De retour à Paris, je me souviens que de nombreux confrères et amis n’avaient pas voulu me croire. La chose — des Maghrébins votant Le Pen ( !) — leur paraissait impossible ou relevant d’une plaisanterie de mauvais goût. Moi-même, j’ai vite mis de côté cette anecdote et j’avais tort. Erreur professionnelle… La percée du Front national au sein de la population française d’origine étrangère n’était pas une fiction et j’aurais été inspiré d’orienter mon enquête là-dessus.

Depuis, rares sont ceux qui contestent l’influence grandissante du FN chez les minorités visibles comme en témoigne la visite hautement symbolique de Jean-Marie Le Pen sur la dalle d’Argenteuil. On se souvient aussi de l’affiche électorale de ce parti qui représentait une Beurette incitant à voter FN et on serait sot de négliger l’impact du soutien apporté à Le Pen par Dieudonné et l’écrivain Alain Soral. Aujourd’hui, à Sarcelles ou dans les quartiers nord de Marseille, le patron de l’extrême-droite française peut désormais compter sur quelques dizaines de milliers de bulletins de vote supplémentaires, ce qui n’incite guère à l’optimisme pour le résultat du 22 avril prochain. Que s’est-il donc passé pour que l’on en arrive à cette situation ?

Il y a d’abord un premier constat. Les principales victimes de l’insécurité entretenue par les voyous qui sèment la terreur dans les quartiers, sont leurs voisins qui partagent, le plus souvent, la même origine qu’eux.

Et c’est sur cela qu’a (bien) joué la propagande du Front national. « Les militants du FN nous expliquent qu’on n’a rien à craindre d’eux. Qu’ils nous respectent en tant que Français et qu’ils ont besoin de notre aide pour mettre de l’ordre dans la cité. Il y a des gens sensibles à ce genre d’arguments », m’a dit un jour un jeune comptable d’origine algérienne vivant à Juvisy.

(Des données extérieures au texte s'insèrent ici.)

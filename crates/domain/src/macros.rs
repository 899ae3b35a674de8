//! Macro for implementing Display and FromStr for labelled enums
//!
//! Daybook stores several small enums (weekdays, activity status) as their
//! human-facing label. This macro generates both directions of that mapping:
//! `Display` renders the canonical label and `FromStr` accepts any casing
//! with surrounding whitespace trimmed.
//!
//! # Example
//!
//! ```rust
//! use daybook_domain::impl_label_conversions;
//!
//! #[derive(Debug, Clone, Copy, PartialEq, Eq)]
//! pub enum Shift {
//!     Early,
//!     Late,
//! }
//!
//! impl_label_conversions!(Shift {
//!     Early => "Early",
//!     Late => "Late Shift",
//! });
//!
//! assert_eq!("late shift".parse::<Shift>().unwrap(), Shift::Late);
//! assert_eq!(Shift::Early.to_string(), "Early");
//! ```

/// Implements Display and FromStr traits for labelled enums
///
/// # Arguments
///
/// * `$enum_name` - The name of the enum type
/// * `$variant => $label` - Mapping of enum variants to their canonical label
#[macro_export]
macro_rules! impl_label_conversions {
    ($enum_name:ident { $($variant:ident => $label:expr),+ $(,)? }) => {
        impl $enum_name {
            /// Canonical label for this variant.
            pub fn label(&self) -> &'static str {
                match self {
                    $(Self::$variant => $label,)+
                }
            }
        }

        impl std::fmt::Display for $enum_name {
            fn fmt(&self, f: &mut std::fmt::Formatter<'_>) -> std::fmt::Result {
                f.write_str(self.label())
            }
        }

        impl std::str::FromStr for $enum_name {
            type Err = String;

            fn from_str(s: &str) -> Result<Self, Self::Err> {
                let wanted = s.trim().to_lowercase();
                $(
                    if wanted == $label.to_lowercase() {
                        return Ok(Self::$variant);
                    }
                )+
                Err(format!("Invalid {}: {}", stringify!($enum_name), s))
            }
        }
    };
}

De l’extérieur, les « quartiers » sont vus de manière uniforme avec l’image récurrente de populations soudées contre « les autres », habitants des villes, « gaulois » ou autres supposés nantis. Rien n’est plus faux.

Les tensions au sein d’une même cité, voire d’un même immeuble sont importantes. Contrairement à une idée reçue, la solidarité y est rare et, si les jeunes font les quatre cent coups ensemble, les parents, dépassés, s’épient, se jalousent et s’en veulent mutuellement. Il y a, par exemple, un phénomène dont on parle peu dans la presse française et qui est celui de la délation. Comme dans certains villages, les lettres anonymes dénonçant le voisin qui touche des allocations familiales ou un RMI indus ne sont pas rares.

Comme ailleurs, on y pourfend « les profiteurs » et on maudit ceux qui amènent le désordre et qui, finalement, sont les responsables de cette punition collective qu’est la stigmatisation des quartiers et de tous leurs habitants.

Et quand un militant du FN se pointe et affirme la main sur le cœur qu’il sait distinguer le bon grain de l’ivraie, il est souvent bien mieux entendu et accueilli qu’un agité du karcher ou qu’un vague représentant du PS.

Une autre raison majeure de la percée du Front national chez les Beurs, c’est, qu’en France, ce parti n’est plus perçu comme un danger et le travail de séduction entrepris par Marine Le Pen n’en est pas la seule explication.

En bref, le FN ne fait plus peur aux franco-maghrébins du fait de sa banalisation d’autant que ses idées ont été récupérées d’une manière ou d’une autre par le reste de la classe politique.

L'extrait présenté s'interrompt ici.